The routines are different now, and then very much the same. Kit and Isabel stay in a B&B one street over, Ivo's inability to tolerate upheaval in the house exacerbated by old age and arthritis. Isabel and I still make a furtive effort at the traditional meal, saved almost entirely by the advent of pre-cooked packaged food that actually tastes like the real thing. She microwaves it and I put it on a dish so that it looks legitimate and we share a snicker in the kitchen, toasting with a shot of Ivo's best whiskey. Ah, modern life!

Kit and Ivo are content to watch the football matches and grumble about politics and the younger generation. Because things were oh so much better when they were young.

And not suffering from the aches and pains of age.

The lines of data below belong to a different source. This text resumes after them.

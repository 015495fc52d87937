use std::net::SocketAddr;
use std::sync::Arc;
use std::thread;
use std::time::{Duration, Instant};

use tacho::{self, Timing};

use super::{change_dst_in, Registry, Shared};
use super::super::{Router, WeightedAddr};
use backend::Backend;

/// Relative weight change below which router updates are suppressed.
const WEIGHT_TOLERANCE: f64 = 0.1;

/// Weight given to destinations first seen in gossip.
const DISCOVERED_WEIGHT: f64 = 1.0;

const WARMUP_ROUNDS: usize = 10;
const WARMUP_PAUSE: Duration = Duration::from_millis(100);

/// The supervisor: owns the periodic aggregation loop on its own thread.
pub struct Manager {
    shared: Arc<Shared>,
    backend: Arc<dyn Backend>,
    router: Arc<dyn Router>,
    interval: Duration,
    metrics: Metrics,
}

struct Metrics {
    dsts: tacho::Gauge,
    fresh: tacho::Gauge,
    updates: tacho::Gauge,
    discovered: tacho::Counter,
    reaped: tacho::Counter,
    collect_us: tacho::Stat,
}

pub fn new(shared: Arc<Shared>,
           backend: Arc<dyn Backend>,
           router: Arc<dyn Router>,
           interval: Duration,
           metrics: &tacho::Scope)
           -> Manager {
    let metrics = metrics.clone().prefixed("wdog");
    Manager {
        shared,
        backend,
        router,
        interval,
        metrics: Metrics {
            dsts: metrics.gauge("dsts"),
            fresh: metrics.gauge("fresh"),
            updates: metrics.gauge("updates"),
            discovered: metrics.counter("discovered"),
            reaped: metrics.counter("reaped"),
            collect_us: metrics.stat("collect_us"),
        },
    }
}

impl Manager {
    /// The supervisor thread body: warm up, signal the creator, then
    /// aggregate once per tick until asked to quit.
    pub fn run(self) {
        let mut reg = self.shared.reg.lock().expect("watchdog lock poisoned");

        if !reg.dsts.is_empty() {
            // freshly preloaded: try to confirm at least one destination
            // before the creator proceeds
            let mut rounds = WARMUP_ROUNDS;
            let mut fresh = self.collect(&mut reg);
            while fresh == 0 && rounds > 0 {
                rounds -= 1;
                thread::sleep(WARMUP_PAUSE);
                fresh = self.collect(&mut reg);
            }
        }

        reg.started = true;
        self.shared.cond.notify_all();
        debug!("watchdog supervisor running, tick {:?}", self.interval);

        let mut next = Instant::now();
        while !reg.quit {
            next += self.interval;
            loop {
                if reg.quit {
                    break;
                }
                let now = Instant::now();
                if now >= next {
                    break;
                }
                let (guard, _) = self.shared
                    .cond
                    .wait_timeout(reg, next - now)
                    .expect("watchdog lock poisoned");
                reg = guard;
            }
            if reg.quit {
                break;
            }
            self.collect(&mut reg);
        }

        reg.joined = true;
        self.shared.cond.notify_all();
        debug!("watchdog supervisor stopped");
    }

    /// One aggregation tick. Returns the number of fresh observations.
    ///
    /// Two passes: drain every worker's result slot, then walk the list in
    /// reverse deciding weights, publishing router updates and reaping
    /// terminated workers. Reverse order keeps swap-with-last removal from
    /// disturbing indices still to be visited.
    pub fn collect(&self, reg: &mut Registry) -> usize {
        let t0 = Instant::now();

        let mut max_lat = 0.0;
        for ep in reg.dsts.iter_mut() {
            ep.copy_result(&mut max_lat);
        }

        let mut fresh = 0;
        let mut updates = 0;
        for i in (0..reg.dsts.len()).rev() {
            if reg.dsts[i].is_joined() {
                let mut ep = reg.dsts.swap_remove(i);
                ep.join();
                self.metrics.reaped.incr(1);
                debug!("reaped {}", ep.addr());
                continue;
            }

            let new_weight = {
                let ep = &reg.dsts[i];
                if ep.pending.ready {
                    fresh += 1;
                    ep.result_weight(max_lat)
                } else {
                    // nothing heard from the worker: hold the destination
                    0.0
                }
            };

            let ep = &mut reg.dsts[i];
            if should_publish(ep.effective, new_weight) {
                if self.router.change_dst(ep.addr(), new_weight) {
                    trace!("{}: weight {} -> {}", ep.addr(), ep.effective, new_weight);
                    ep.effective = new_weight;
                    updates += 1;
                } else {
                    debug!("{}: router refused weight {}", ep.addr(), new_weight);
                }
            }
        }

        self.discover(reg);

        self.metrics.dsts.set(reg.dsts.len());
        self.metrics.fresh.set(fresh);
        self.metrics.updates.set(updates);
        self.metrics.collect_us.add(t0.elapsed_us());
        fresh
    }

    /// Folds changed gossip payloads back into the destination set.
    /// Unknown addresses join as self-discovered; known ones are left
    /// untouched, whatever weight their gossiper suggests.
    fn discover(&self, reg: &mut Registry) {
        let mut found: Vec<SocketAddr> = Vec::new();
        for ep in reg.dsts.iter_mut() {
            if !ep.memb_changed {
                continue;
            }
            ep.memb_changed = false;
            for tok in ep.pending.others.split_whitespace() {
                match tok.parse() {
                    Ok(addr) => found.push(addr),
                    Err(_) => debug!("{}: unparseable gossip entry {:?}", ep.addr(), tok),
                }
            }
        }

        for addr in found {
            if reg.find(&addr).is_some() {
                continue;
            }
            info!("discovered {} via gossip", addr);
            let dst = WeightedAddr(addr, DISCOVERED_WEIGHT);
            match change_dst_in(reg, &self.backend, &dst, false) {
                Ok(_) => self.metrics.discovered.incr(1),
                Err(e) => warn!("could not add discovered {}: {}", addr, e),
            }
        }
    }
}

/// The hysteresis gate: suppress router chat from micro-jitter, but let
/// anything touching or crossing zero straight through.
fn should_publish(old: f64, new: f64) -> bool {
    if new == old {
        return false;
    }
    new <= 0.0 || old <= 0.0 || (new / old - 1.0).abs() > WEIGHT_TOLERANCE
}

#[test]
fn publish_gate() {
    // no change
    assert!(!should_publish(1.0, 1.0));
    // within tolerance
    assert!(!should_publish(2.0, 1.92));
    assert!(!should_publish(1.0, 1.05));
    // the relative change is measured against the published weight
    assert!(!should_publish(1.0, 1.095));
    assert!(should_publish(1.0, 1.105));
    // beyond tolerance
    assert!(should_publish(1.0, 2.0));
    assert!(should_publish(2.0, 1.0));
    // anything non-positive goes through
    assert!(should_publish(1.0, 0.0));
    assert!(should_publish(1.0, -1.0));
    assert!(should_publish(-1.0, 1.0));
    // first publication from the zero initial state
    assert!(should_publish(0.0, 1.0));
}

I helped him make his snowman yesterday. It was disproportionate and lumpy but no less a masterpiece than any other in the years past. It's simpler these days – a carrot nose and button eyes, no scarf or pipe or bowler hat – and I declared heartily that it was the best one yet. He frowned at me, pale blue eyes assessing me, clearly discontent. But, then, he is always discontented. Always was. That's half his charm.

I've learned. How to ignore his gruff rebukes and accept him for who and what he is. Much as he accepted me in my deplorable state decades ago. Take the good with the bad and all that. That's what long-term relationships are.

Back in the house I open my father's "Sergius", the Tolstoy safe that hides my treasures. It is the only thing I have never shared with Ivo. It was my father's secret, passed on to me. A rectangular wound in an old book that has always served as our repository, named Sergius after the first short story in the collection and the only one to survive the knife. From it I pull my pebble collection - my prayer beads, the talismans that steady me - and my last surviving picture of Danny.

He's in a field, surrounded by high wire. It might be a park. It might be a prison yard. It's a dark landscape, barren, lit only by a single streetlight that crowns him. And lordly, he stands over his sole subject - a short, stout snowman with a carrot nose and button eyes. He's grinning at me, those wolfish features mean and tantalizing. He plays rough, I imagine. He would have eaten me alive.

Then.

But not now. Now I know how to tame him.

I run my thumb across his pretty face and, thoughtful, put him back in the vault.